Input:

_ _ _ _ _ _ _

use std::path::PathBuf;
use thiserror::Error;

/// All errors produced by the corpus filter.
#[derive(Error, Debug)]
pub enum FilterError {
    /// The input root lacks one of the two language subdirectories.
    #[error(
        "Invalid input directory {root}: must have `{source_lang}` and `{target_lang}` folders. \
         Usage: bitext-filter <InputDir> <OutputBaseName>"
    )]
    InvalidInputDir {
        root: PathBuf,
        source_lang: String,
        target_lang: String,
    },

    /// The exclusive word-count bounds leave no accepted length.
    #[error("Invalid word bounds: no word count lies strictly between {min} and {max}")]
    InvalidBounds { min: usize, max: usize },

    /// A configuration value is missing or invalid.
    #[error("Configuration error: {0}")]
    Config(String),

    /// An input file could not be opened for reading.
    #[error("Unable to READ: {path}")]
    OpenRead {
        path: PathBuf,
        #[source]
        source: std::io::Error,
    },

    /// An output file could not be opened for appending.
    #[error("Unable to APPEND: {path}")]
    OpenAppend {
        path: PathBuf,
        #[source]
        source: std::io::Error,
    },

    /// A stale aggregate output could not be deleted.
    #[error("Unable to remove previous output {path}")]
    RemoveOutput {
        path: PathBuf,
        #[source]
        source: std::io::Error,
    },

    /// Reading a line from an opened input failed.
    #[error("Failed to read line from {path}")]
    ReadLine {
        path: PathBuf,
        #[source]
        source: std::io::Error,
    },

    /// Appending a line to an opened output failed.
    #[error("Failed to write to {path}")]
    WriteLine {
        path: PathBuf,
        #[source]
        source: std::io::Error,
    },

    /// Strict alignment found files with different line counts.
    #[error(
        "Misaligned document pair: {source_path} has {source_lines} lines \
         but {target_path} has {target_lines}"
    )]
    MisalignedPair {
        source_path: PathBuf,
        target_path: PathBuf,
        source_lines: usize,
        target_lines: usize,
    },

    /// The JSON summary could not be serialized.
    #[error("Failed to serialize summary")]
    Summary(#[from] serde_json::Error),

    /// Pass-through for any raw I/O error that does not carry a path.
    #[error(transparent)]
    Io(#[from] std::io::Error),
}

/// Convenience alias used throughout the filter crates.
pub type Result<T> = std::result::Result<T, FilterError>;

_ _ _ _ _ _ _

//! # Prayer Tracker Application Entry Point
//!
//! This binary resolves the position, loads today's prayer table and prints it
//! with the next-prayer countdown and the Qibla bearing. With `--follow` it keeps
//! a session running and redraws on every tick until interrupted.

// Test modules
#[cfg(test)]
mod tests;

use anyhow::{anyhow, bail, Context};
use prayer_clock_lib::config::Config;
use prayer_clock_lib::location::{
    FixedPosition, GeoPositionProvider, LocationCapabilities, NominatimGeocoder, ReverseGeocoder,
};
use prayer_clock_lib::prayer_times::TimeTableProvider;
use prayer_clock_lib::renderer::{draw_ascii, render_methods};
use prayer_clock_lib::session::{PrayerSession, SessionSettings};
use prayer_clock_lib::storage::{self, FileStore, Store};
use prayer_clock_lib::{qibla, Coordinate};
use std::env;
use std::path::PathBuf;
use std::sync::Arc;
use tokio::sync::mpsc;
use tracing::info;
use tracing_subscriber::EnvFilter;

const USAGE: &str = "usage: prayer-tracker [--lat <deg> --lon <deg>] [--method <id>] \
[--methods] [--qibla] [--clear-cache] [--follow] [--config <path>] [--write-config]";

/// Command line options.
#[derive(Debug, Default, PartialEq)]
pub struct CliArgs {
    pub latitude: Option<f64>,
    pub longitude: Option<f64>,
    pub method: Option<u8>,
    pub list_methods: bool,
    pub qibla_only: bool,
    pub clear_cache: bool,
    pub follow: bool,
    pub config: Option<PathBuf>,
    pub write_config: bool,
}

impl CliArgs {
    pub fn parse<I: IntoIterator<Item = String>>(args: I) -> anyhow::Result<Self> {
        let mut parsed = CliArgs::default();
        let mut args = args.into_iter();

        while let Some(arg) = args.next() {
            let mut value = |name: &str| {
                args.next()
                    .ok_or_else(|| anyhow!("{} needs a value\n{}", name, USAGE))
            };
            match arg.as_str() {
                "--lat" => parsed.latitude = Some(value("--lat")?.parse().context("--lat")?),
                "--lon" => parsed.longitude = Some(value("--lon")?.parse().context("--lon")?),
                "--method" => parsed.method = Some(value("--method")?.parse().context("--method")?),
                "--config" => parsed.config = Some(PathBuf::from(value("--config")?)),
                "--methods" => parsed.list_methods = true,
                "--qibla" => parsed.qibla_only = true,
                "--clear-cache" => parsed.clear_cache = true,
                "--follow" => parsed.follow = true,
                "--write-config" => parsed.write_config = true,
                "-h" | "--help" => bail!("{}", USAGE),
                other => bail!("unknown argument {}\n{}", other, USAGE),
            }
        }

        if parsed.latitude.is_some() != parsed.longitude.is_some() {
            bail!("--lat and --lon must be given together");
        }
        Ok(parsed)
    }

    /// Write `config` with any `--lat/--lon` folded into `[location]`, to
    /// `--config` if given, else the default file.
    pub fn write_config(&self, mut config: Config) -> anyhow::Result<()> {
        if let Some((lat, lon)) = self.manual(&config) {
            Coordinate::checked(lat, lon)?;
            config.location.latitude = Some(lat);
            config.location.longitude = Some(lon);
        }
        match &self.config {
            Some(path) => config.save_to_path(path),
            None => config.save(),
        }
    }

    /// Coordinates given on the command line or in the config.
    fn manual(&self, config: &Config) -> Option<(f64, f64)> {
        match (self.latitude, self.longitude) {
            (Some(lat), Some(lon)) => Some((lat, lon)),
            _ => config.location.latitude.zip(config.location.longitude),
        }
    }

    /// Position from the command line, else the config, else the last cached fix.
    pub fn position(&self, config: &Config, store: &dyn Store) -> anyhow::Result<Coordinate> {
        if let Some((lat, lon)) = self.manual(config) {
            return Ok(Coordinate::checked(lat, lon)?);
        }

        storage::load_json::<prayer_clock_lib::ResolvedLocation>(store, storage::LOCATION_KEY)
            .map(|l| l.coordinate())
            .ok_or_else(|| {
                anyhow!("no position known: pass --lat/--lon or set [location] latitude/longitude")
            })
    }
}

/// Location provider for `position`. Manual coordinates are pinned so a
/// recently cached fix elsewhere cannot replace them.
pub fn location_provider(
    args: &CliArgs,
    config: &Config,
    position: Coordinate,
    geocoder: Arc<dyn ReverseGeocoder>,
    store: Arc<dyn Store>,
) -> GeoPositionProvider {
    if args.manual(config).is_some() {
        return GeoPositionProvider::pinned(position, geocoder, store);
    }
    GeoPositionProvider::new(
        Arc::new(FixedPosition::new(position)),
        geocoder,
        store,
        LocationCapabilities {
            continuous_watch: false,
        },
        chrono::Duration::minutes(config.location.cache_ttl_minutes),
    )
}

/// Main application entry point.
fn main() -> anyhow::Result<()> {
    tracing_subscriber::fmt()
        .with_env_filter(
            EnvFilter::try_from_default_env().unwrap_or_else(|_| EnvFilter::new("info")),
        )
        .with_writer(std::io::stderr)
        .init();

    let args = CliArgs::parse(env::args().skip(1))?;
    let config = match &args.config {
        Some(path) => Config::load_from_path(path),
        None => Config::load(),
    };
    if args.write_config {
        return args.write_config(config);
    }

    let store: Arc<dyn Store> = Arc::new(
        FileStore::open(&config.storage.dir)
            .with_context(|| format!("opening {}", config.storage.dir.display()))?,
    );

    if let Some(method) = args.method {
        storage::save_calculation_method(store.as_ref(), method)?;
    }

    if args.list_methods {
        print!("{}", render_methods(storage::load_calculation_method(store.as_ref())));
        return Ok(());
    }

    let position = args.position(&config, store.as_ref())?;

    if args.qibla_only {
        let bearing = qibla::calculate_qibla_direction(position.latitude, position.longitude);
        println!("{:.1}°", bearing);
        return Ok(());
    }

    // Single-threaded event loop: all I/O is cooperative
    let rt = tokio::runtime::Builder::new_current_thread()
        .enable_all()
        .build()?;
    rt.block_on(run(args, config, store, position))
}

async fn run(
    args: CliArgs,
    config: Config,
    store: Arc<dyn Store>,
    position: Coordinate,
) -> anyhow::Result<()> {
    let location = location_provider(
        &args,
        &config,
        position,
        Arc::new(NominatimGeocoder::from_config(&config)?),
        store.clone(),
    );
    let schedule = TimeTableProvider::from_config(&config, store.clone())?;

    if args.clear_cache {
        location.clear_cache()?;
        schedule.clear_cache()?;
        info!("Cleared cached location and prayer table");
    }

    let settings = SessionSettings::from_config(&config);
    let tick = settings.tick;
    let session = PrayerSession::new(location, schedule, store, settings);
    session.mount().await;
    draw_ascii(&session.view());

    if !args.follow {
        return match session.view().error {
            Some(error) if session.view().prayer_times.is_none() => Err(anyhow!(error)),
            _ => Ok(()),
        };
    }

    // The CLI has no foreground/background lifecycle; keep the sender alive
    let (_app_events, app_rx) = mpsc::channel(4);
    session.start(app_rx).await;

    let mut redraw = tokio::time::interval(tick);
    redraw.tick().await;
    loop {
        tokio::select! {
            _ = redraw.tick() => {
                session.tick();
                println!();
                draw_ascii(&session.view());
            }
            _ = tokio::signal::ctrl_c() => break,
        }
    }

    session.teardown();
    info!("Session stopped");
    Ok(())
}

_ _ _ _ _ _ _

Wherever "checked" appears in a line of the entries, copy that line.

Your solution:
            Coordinate::checked(lat, lon)?;
            return Ok(Coordinate::checked(lat, lon)?);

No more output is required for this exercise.